**Work request**: Among the entries below, how many lines contain "without"? Answer with the number only.

**The data**:
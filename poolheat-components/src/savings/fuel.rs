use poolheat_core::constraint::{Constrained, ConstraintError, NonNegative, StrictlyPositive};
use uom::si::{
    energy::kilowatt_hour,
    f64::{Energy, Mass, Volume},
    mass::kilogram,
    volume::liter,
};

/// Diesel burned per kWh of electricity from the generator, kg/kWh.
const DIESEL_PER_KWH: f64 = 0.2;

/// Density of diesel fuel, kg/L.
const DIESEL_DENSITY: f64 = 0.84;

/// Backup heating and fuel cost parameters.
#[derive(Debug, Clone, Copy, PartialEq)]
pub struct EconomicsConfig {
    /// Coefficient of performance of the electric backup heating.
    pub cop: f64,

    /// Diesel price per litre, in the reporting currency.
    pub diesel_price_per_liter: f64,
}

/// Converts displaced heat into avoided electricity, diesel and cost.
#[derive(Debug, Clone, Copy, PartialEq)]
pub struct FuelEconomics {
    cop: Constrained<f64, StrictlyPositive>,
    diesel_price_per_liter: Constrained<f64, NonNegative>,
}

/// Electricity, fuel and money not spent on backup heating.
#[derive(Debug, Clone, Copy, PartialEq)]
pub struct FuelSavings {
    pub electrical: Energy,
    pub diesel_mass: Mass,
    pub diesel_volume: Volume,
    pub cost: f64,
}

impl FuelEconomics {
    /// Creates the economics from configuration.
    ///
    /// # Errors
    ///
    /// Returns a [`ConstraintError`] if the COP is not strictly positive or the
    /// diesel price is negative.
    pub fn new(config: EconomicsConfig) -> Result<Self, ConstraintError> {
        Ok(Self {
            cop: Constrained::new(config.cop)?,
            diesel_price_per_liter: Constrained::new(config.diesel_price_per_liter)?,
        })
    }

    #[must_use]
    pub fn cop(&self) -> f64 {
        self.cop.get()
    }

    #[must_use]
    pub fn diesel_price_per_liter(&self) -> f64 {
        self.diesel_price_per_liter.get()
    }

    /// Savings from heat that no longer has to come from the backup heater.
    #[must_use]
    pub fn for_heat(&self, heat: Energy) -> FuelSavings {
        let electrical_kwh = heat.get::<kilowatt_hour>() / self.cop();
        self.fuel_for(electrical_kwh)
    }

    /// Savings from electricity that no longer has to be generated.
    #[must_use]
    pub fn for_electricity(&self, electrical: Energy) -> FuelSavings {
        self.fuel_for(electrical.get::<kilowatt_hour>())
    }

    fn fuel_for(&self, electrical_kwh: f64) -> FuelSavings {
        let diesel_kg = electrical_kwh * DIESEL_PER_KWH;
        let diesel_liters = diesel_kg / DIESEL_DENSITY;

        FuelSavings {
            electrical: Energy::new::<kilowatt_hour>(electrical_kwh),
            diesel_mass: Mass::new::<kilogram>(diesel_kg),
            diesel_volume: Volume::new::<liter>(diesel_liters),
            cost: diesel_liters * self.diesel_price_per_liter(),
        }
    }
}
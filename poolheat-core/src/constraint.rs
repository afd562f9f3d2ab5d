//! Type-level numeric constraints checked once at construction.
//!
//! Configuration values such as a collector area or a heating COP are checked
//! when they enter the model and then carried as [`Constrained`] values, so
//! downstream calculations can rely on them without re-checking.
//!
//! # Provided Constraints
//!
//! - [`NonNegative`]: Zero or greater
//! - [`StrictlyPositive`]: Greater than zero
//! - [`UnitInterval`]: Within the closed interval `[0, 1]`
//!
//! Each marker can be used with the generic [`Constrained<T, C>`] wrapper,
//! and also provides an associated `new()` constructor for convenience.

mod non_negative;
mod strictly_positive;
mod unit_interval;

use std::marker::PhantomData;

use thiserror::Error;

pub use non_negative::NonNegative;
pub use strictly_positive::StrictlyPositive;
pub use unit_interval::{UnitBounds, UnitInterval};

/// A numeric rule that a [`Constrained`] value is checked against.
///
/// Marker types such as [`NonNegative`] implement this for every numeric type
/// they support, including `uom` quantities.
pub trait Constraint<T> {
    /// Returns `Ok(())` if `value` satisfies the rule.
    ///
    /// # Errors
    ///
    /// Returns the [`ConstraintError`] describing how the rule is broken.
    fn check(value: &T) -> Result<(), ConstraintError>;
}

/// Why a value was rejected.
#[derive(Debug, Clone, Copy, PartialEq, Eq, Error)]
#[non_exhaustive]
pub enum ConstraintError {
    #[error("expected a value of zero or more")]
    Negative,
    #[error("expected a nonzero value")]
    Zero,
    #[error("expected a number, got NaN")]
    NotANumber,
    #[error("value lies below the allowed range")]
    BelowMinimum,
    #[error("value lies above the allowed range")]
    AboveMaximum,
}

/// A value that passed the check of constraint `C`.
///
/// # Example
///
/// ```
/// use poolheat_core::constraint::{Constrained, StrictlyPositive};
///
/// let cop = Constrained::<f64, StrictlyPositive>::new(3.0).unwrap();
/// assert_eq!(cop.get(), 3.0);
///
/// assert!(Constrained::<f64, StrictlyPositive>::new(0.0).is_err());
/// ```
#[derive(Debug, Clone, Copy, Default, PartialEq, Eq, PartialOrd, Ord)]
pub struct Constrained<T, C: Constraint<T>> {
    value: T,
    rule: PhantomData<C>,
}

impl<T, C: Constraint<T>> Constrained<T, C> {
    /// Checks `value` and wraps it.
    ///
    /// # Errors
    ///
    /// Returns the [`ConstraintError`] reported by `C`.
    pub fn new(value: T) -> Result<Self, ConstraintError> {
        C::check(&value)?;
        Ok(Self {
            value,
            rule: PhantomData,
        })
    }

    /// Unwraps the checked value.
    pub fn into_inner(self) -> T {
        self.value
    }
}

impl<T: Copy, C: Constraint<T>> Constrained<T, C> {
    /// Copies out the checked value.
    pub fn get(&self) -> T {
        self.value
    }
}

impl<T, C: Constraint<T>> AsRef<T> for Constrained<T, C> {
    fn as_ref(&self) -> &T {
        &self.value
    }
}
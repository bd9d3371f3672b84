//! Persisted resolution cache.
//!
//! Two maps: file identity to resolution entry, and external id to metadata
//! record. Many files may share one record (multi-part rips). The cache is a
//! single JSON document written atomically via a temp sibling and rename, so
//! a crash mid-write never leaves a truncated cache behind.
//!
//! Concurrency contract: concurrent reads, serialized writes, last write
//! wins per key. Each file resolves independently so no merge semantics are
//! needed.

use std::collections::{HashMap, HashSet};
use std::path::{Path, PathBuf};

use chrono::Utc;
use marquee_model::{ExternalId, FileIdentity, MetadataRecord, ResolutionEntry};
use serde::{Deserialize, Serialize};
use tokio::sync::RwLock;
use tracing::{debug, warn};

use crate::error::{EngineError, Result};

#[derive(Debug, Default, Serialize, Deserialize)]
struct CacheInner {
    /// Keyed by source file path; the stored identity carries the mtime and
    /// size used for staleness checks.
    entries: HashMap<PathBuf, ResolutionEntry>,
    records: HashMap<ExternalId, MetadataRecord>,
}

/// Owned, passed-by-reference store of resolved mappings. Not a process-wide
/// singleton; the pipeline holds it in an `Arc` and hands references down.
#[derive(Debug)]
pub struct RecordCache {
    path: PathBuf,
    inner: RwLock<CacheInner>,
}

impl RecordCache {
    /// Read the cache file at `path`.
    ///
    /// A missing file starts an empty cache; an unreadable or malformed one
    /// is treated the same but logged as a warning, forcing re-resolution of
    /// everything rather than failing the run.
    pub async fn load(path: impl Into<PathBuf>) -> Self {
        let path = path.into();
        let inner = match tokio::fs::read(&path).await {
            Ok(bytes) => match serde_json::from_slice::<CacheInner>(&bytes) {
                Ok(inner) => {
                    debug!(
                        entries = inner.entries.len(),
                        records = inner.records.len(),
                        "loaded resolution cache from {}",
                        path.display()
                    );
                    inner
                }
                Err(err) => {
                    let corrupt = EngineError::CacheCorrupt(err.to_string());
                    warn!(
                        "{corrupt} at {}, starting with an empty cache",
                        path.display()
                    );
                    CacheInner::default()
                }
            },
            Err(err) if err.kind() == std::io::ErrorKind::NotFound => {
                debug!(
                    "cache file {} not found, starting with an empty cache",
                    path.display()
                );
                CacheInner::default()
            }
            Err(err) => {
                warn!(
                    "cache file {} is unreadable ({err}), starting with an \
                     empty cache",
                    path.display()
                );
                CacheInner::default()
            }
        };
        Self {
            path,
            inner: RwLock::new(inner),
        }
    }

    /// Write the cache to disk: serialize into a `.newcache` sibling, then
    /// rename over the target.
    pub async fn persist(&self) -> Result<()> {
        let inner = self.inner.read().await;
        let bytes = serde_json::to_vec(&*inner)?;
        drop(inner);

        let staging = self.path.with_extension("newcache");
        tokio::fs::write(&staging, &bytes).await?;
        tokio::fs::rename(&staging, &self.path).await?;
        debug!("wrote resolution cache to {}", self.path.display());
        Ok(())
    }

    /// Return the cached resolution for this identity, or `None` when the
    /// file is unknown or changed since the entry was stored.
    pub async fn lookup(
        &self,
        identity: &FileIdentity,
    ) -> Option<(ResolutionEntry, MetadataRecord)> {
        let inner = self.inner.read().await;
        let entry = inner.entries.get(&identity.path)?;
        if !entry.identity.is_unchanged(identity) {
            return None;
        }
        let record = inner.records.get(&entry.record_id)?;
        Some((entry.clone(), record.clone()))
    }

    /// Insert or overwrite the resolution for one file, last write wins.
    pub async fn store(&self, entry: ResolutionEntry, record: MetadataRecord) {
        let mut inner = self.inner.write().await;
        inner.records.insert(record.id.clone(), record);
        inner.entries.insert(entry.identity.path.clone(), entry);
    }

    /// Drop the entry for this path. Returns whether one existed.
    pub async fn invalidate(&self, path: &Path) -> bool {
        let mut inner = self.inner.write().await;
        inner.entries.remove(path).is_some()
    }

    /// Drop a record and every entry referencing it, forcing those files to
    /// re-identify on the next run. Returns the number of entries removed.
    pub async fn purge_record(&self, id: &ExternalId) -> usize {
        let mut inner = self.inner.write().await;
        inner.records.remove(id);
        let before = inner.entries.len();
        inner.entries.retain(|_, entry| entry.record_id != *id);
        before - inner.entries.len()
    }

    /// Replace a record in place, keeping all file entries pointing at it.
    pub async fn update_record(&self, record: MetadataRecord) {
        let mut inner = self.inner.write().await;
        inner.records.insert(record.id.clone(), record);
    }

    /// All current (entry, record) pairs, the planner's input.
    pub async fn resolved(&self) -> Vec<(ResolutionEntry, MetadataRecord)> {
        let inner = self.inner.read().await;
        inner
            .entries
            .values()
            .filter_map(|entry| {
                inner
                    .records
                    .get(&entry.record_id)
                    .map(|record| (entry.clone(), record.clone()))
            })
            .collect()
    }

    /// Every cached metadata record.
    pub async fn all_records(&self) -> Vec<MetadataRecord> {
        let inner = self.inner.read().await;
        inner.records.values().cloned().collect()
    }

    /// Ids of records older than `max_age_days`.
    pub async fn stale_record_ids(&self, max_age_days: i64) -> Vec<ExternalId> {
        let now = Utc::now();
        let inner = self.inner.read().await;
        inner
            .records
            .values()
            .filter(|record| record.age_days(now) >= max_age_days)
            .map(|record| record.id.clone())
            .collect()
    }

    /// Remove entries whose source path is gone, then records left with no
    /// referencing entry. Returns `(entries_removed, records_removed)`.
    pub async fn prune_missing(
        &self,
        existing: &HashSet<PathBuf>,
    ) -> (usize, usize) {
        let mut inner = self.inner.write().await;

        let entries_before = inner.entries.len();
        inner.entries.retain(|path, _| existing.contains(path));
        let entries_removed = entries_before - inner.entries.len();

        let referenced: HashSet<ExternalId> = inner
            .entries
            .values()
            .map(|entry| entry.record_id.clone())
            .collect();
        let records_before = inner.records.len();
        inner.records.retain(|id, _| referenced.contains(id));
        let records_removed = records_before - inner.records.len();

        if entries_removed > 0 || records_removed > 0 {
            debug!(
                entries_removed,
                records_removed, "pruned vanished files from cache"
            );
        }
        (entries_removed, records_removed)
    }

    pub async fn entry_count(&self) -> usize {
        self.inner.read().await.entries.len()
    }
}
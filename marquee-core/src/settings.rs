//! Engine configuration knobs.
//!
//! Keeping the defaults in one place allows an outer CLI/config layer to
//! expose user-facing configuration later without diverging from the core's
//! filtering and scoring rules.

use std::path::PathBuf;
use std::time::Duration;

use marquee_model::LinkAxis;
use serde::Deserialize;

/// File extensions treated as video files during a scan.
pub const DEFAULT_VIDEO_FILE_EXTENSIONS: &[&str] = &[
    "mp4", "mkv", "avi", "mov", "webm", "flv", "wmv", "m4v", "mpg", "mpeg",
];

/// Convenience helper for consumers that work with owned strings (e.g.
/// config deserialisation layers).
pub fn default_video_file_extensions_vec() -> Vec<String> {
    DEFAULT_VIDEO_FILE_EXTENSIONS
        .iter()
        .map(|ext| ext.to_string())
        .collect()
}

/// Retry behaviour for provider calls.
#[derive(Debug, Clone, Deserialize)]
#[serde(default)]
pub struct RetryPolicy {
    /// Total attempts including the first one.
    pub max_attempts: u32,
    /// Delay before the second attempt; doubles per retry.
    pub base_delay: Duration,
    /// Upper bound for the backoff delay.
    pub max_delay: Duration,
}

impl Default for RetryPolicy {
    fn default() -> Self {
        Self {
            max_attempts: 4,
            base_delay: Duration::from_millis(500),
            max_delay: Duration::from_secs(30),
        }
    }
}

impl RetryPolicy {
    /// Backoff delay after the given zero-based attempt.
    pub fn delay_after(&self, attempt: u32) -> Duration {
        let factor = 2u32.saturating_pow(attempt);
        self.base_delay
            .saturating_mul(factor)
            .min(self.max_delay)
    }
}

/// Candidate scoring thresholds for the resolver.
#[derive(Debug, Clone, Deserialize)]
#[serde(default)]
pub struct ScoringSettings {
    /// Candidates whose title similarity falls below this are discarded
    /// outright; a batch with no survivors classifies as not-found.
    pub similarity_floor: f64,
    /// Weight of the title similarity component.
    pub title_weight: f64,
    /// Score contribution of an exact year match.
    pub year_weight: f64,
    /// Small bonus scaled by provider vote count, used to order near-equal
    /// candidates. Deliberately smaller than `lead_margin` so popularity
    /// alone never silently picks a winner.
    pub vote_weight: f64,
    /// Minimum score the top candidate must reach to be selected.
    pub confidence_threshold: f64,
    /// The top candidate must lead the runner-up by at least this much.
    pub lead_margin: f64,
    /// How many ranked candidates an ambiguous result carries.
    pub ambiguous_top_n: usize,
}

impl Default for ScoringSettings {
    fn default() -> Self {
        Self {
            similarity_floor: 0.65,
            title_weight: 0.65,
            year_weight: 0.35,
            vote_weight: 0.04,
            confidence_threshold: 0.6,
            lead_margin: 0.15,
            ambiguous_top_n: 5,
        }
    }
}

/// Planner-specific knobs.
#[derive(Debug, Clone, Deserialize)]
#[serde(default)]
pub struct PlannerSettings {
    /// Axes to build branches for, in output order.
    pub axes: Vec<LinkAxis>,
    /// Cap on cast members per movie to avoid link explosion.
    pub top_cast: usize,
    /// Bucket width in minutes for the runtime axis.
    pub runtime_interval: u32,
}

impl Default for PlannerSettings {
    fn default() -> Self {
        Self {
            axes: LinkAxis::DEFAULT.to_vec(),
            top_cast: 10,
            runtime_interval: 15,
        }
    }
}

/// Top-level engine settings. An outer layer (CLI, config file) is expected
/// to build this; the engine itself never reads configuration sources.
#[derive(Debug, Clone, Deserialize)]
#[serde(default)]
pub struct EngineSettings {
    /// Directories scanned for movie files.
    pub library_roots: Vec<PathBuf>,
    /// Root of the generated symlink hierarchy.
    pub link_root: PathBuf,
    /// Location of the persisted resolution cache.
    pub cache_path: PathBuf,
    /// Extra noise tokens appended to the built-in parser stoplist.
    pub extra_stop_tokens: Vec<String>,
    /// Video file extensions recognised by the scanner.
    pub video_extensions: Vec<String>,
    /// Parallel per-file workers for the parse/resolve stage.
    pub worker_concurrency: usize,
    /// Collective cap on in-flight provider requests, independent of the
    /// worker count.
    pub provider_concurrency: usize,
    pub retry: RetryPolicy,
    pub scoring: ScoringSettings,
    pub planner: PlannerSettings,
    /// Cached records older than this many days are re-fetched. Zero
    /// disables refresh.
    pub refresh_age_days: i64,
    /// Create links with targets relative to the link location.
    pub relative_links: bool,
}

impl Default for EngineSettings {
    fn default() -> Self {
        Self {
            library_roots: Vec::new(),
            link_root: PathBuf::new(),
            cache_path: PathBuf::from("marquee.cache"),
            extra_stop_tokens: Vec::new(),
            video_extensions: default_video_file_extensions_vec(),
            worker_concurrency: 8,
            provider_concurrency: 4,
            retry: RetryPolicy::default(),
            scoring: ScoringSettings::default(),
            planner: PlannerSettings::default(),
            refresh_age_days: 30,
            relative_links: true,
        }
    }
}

**Output for this exercise**: 2